In the event where a home owner defaults on the loan taken, the lender is entitled to legally repossess the property. Such repossessed properties are ultimately sold through physical or electronic versions of auctions. Before you decide to buy such an auctioned property, here are the precautions you need to take.

Outstanding municipal tax and society dues

Generally, the default in payments of EMIs for a home loan, is a person’s last resort. So, it is very likely that the home owner must have defaulted in paying local taxes and society charges. Since the properties are sold under ‘as it is where it is basis’, it is the responsibility of the prospective buyer to discharge such outstanding dues. Always ascertain outstanding amounts in respect of society charges and municipal taxes in case these payments are to be made by the property owner itself. Bidding for a property without knowing the liability of such dues may enhance your cost.

Legal due diligence

In the case of a property auctioned by a bank, the legal titles are not with the bank. Also, the bank does not take responsibility for the title as it does not become the owner of the property simply because it has taken over possession of the property. So, when buying a property, under auction or otherwise, it is always advisable to get the ownership of the title to the property duly investigated by a lawyer. This may increase your cost a little, but it is better to spend more early on, than go through hassles later.

Arrangement of funds

In case of an under-construction property or even for a ready flat, the payment schedule is generally convenient or is decided on the basis of mutual discussion. However, in the event of an auction, if your bid for the property is successful, you have to pay the balance amount at a relatively shorter notice. Should you default, you may lose your earnest money deposit. Hence, it is very important to plan the funding of such purchases well in advance, with adequate provision for contingency.
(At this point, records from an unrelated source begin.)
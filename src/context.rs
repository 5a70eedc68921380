//! Generator Context
//!
//! Immutable per-build configuration threaded through node construction and
//! builder execution. Created once per (project, configuration) and shared by
//! reference; nothing downstream mutates it.

use crate::config::ModelgenConfig;
use crate::datatype::DatatypeRegistry;
pub use crate::datatype::LanguageVariant;
use crate::types::{fingerprint, Hash};
use serde::{Deserialize, Serialize};
use std::fmt;
use std::sync::Arc;

/// How domain member names become target identifiers
#[derive(Debug, Clone, Copy, PartialEq, Eq, Default, Serialize, Deserialize)]
#[serde(rename_all = "snake_case")]
pub enum MemberCase {
    /// `payment_mode` -> `paymentMode`
    #[default]
    CamelCase,
    /// Names are used as written
    Verbatim,
}

/// Naming convention for generated types and members
#[derive(Debug, Clone, PartialEq, Eq, Serialize, Deserialize)]
pub struct NamingConvention {
    #[serde(default = "default_interface_prefix")]
    pub interface_prefix: String,
    #[serde(default = "default_internal_package")]
    pub internal_package: String,
    #[serde(default = "default_generation_suffix")]
    pub generation_suffix: String,
    #[serde(default)]
    pub member_case: MemberCase,
}

fn default_interface_prefix() -> String {
    "I".to_string()
}

fn default_internal_package() -> String {
    "internal".to_string()
}

fn default_generation_suffix() -> String {
    "Gen".to_string()
}

impl Default for NamingConvention {
    fn default() -> Self {
        Self {
            interface_prefix: default_interface_prefix(),
            internal_package: default_internal_package(),
            generation_suffix: default_generation_suffix(),
            member_case: MemberCase::default(),
        }
    }
}

impl NamingConvention {
    pub fn member_name(&self, name: &str) -> String {
        match self.member_case {
            MemberCase::CamelCase => camel_case(name),
            MemberCase::Verbatim => name.to_string(),
        }
    }

    pub fn getter_name(&self, name: &str) -> String {
        format!("get{}", capitalize(&self.member_name(name)))
    }

    pub fn setter_name(&self, name: &str) -> String {
        format!("set{}", capitalize(&self.member_name(name)))
    }

    /// `premium rate` -> `PREMIUM_RATE`
    pub fn constant_name(&self, name: &str) -> String {
        let mut out = String::new();
        for (i, word) in words(name).iter().enumerate() {
            if i > 0 {
                out.push('_');
            }
            out.push_str(&word.to_uppercase());
        }
        out
    }
}

/// Annotation policy for generated members
#[derive(Debug, Clone, Copy, PartialEq, Eq, Default, Serialize, Deserialize)]
#[serde(rename_all = "snake_case")]
pub enum AnnotationPolicy {
    None,
    /// Mark generated members with `@Generated`
    #[default]
    Generated,
}

/// Switches controlling which derived members nodes and builders expose
#[derive(Debug, Clone, PartialEq, Eq, Serialize, Deserialize)]
pub struct FeatureFlags {
    #[serde(default = "default_true")]
    pub published_interfaces: bool,
    #[serde(default = "default_true")]
    pub copy_support: bool,
    #[serde(default)]
    pub delta_support: bool,
    #[serde(default)]
    pub visitor_support: bool,
    #[serde(default)]
    pub annotations: AnnotationPolicy,
}

fn default_true() -> bool {
    true
}

impl Default for FeatureFlags {
    fn default() -> Self {
        Self {
            published_interfaces: true,
            copy_support: true,
            delta_support: false,
            visitor_support: false,
            annotations: AnnotationPolicy::default(),
        }
    }
}

/// Settings of a context; together with the datatype declarations they make up its identity
#[derive(Debug, Clone, PartialEq, Eq, Serialize, Deserialize)]
pub struct ContextSettings {
    pub project: String,
    /// Prefix prepended to every model package
    #[serde(default)]
    pub base_package: String,
    #[serde(default)]
    pub naming: NamingConvention,
    #[serde(default)]
    pub features: FeatureFlags,
    #[serde(default)]
    pub variant: LanguageVariant,
}

impl ContextSettings {
    pub fn new(project: &str) -> Self {
        Self {
            project: project.to_string(),
            base_package: String::new(),
            naming: NamingConvention::default(),
            features: FeatureFlags::default(),
            variant: LanguageVariant::default(),
        }
    }

    pub fn with_published_interfaces(mut self, enabled: bool) -> Self {
        self.features.published_interfaces = enabled;
        self
    }

    pub fn with_base_package(mut self, base_package: &str) -> Self {
        self.base_package = base_package.to_string();
        self
    }

    pub fn with_variant(mut self, variant: LanguageVariant) -> Self {
        self.variant = variant;
        self
    }
}

/// Identity of a generation context, part of every cache key
#[derive(Clone, Copy, PartialEq, Eq, Hash, PartialOrd, Ord)]
pub struct ContextId(Hash);

impl fmt::Debug for ContextId {
    fn fmt(&self, f: &mut fmt::Formatter<'_>) -> fmt::Result {
        write!(f, "ContextId({})", hex::encode(&self.0[..6]))
    }
}

/// Published-interface and implementation names of one generated type
#[derive(Debug, Clone, PartialEq, Eq)]
pub struct AspectNames {
    pub interface: String,
    pub implementation: String,
}

pub struct GenerationContext {
    settings_fingerprint: Hash,
    settings: ContextSettings,
    datatypes: Arc<DatatypeRegistry>,
}

impl fmt::Debug for GenerationContext {
    fn fmt(&self, f: &mut fmt::Formatter<'_>) -> fmt::Result {
        f.debug_struct("GenerationContext")
            .field("id", &self.id())
            .field("project", &self.settings.project)
            .finish()
    }
}

impl GenerationContext {
    pub fn new(settings: ContextSettings, datatypes: Arc<DatatypeRegistry>) -> Arc<Self> {
        let encoded = serde_json::to_vec(&settings).unwrap_or_default();
        Arc::new(Self {
            settings_fingerprint: fingerprint(&encoded),
            settings,
            datatypes,
        })
    }

    /// Context with a builtin-only datatype registry for the settings' variant.
    pub fn with_builtin_datatypes(settings: ContextSettings) -> Arc<Self> {
        let registry = DatatypeRegistry::with_builtins(settings.variant, Vec::new());
        Self::new(settings, Arc::new(registry))
    }

    /// Context of a configured project, with its declared value datatypes
    /// registered next to the builtins.
    pub fn from_config(config: &ModelgenConfig) -> Arc<Self> {
        let settings = ContextSettings {
            project: config.project.name.clone(),
            base_package: config.project.base_package.clone(),
            naming: config.naming.clone(),
            features: config.features.clone(),
            variant: config.variant,
        };
        let registry = DatatypeRegistry::with_builtins(settings.variant, config.datatypes.clone());
        Self::new(settings, Arc::new(registry))
    }

    /// Settings and datatype declarations together; changes when either does.
    pub fn id(&self) -> ContextId {
        let mut bytes = [0u8; 64];
        bytes[..32].copy_from_slice(&self.settings_fingerprint);
        bytes[32..].copy_from_slice(&self.datatypes.fingerprint());
        ContextId(fingerprint(&bytes))
    }

    pub fn project(&self) -> &str {
        &self.settings.project
    }

    pub fn settings(&self) -> &ContextSettings {
        &self.settings
    }

    pub fn naming(&self) -> &NamingConvention {
        &self.settings.naming
    }

    pub fn features(&self) -> &FeatureFlags {
        &self.settings.features
    }

    pub fn variant(&self) -> LanguageVariant {
        self.settings.variant
    }

    pub fn datatypes(&self) -> &DatatypeRegistry {
        &self.datatypes
    }

    /// Target package for a model package.
    pub fn target_package(&self, model_package: &str) -> String {
        join_package(&self.settings.base_package, model_package)
    }

    /// Package holding implementation classes.
    ///
    /// In single-name mode the implementation lives in the published package.
    pub fn implementation_package(&self, model_package: &str) -> String {
        let package = self.target_package(model_package);
        if self.settings.features.published_interfaces {
            join_package(&package, &self.settings.naming.internal_package)
        } else {
            package
        }
    }

    /// Aspect names of a type with the given model package and simple name.
    pub fn type_names(&self, model_package: &str, simple_name: &str) -> AspectNames {
        let implementation = join_package(&self.implementation_package(model_package), simple_name);
        let interface = if self.settings.features.published_interfaces {
            join_package(
                &self.target_package(model_package),
                &format!("{}{}", self.settings.naming.interface_prefix, simple_name),
            )
        } else {
            implementation.clone()
        };
        AspectNames {
            interface,
            implementation,
        }
    }
}

pub fn join_package(package: &str, name: &str) -> String {
    match (package.is_empty(), name.is_empty()) {
        (true, _) => name.to_string(),
        (_, true) => package.to_string(),
        _ => format!("{}.{}", package, name),
    }
}

fn words(name: &str) -> Vec<String> {
    let mut words = Vec::new();
    let mut current = String::new();
    let mut previous_lower = false;
    for c in name.chars() {
        if c == '_' || c == '-' || c == ' ' {
            if !current.is_empty() {
                words.push(std::mem::take(&mut current));
            }
            previous_lower = false;
            continue;
        }
        if c.is_uppercase() && previous_lower && !current.is_empty() {
            words.push(std::mem::take(&mut current));
        }
        previous_lower = c.is_lowercase() || c.is_ascii_digit();
        current.push(c);
    }
    if !current.is_empty() {
        words.push(current);
    }
    words
}

pub fn camel_case(name: &str) -> String {
    let mut out = String::new();
    for (i, word) in words(name).iter().enumerate() {
        if i == 0 {
            out.push_str(&word.to_lowercase());
        } else {
            out.push_str(&capitalize(&word.to_lowercase()));
        }
    }
    out
}

pub fn capitalize(name: &str) -> String {
    let mut chars = name.chars();
    match chars.next() {
        Some(first) => first.to_uppercase().chain(chars).collect(),
        None => String::new(),
    }
}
You can also get a home loan for such property, but you have to arrange for the full auction amount first from your own sources and then the home loan lender can issue the cheque. In case you intend to take a home loan for such a property, you should acquire an in-principle approval for the loan amount based on your income.

TDS on purchase consideration

As per the provisions of income tax laws, the home buyer has to deduct tax at source at 1%  from the purchase consideration, in case the value of the property exceeds Rs 50 lakhs. This applies to properties purchased through auction as well. Though you are buying the property from the bank (which is not the owner of the property), the TDS has to be deducted and credited to the account of the original owner. So, you need to obtain the PAN details/copy  of the original owner of the property as you need to credit the TDS to PAN . In case you do not get the PAN details of the owner, you will have to deduct the tax at 20% instead of the stipulated rate of 1%.

Moreover, you need to arrive at an agreement with the bank about the amount of the TDS to be treated as part of the purchase consideration. In case the auctioning bank does not agree, your cost of purchase will go up by this 1% TDS which you are supposed to deduct as it will be almost impossible for you to recover the amount of TDS from the original owner of the property.

With such small precautions, you may be able to purchase property under auction successfully and sometimes cheaper as well.

(The author is a tax and investment expert, with 35 years’ experience.)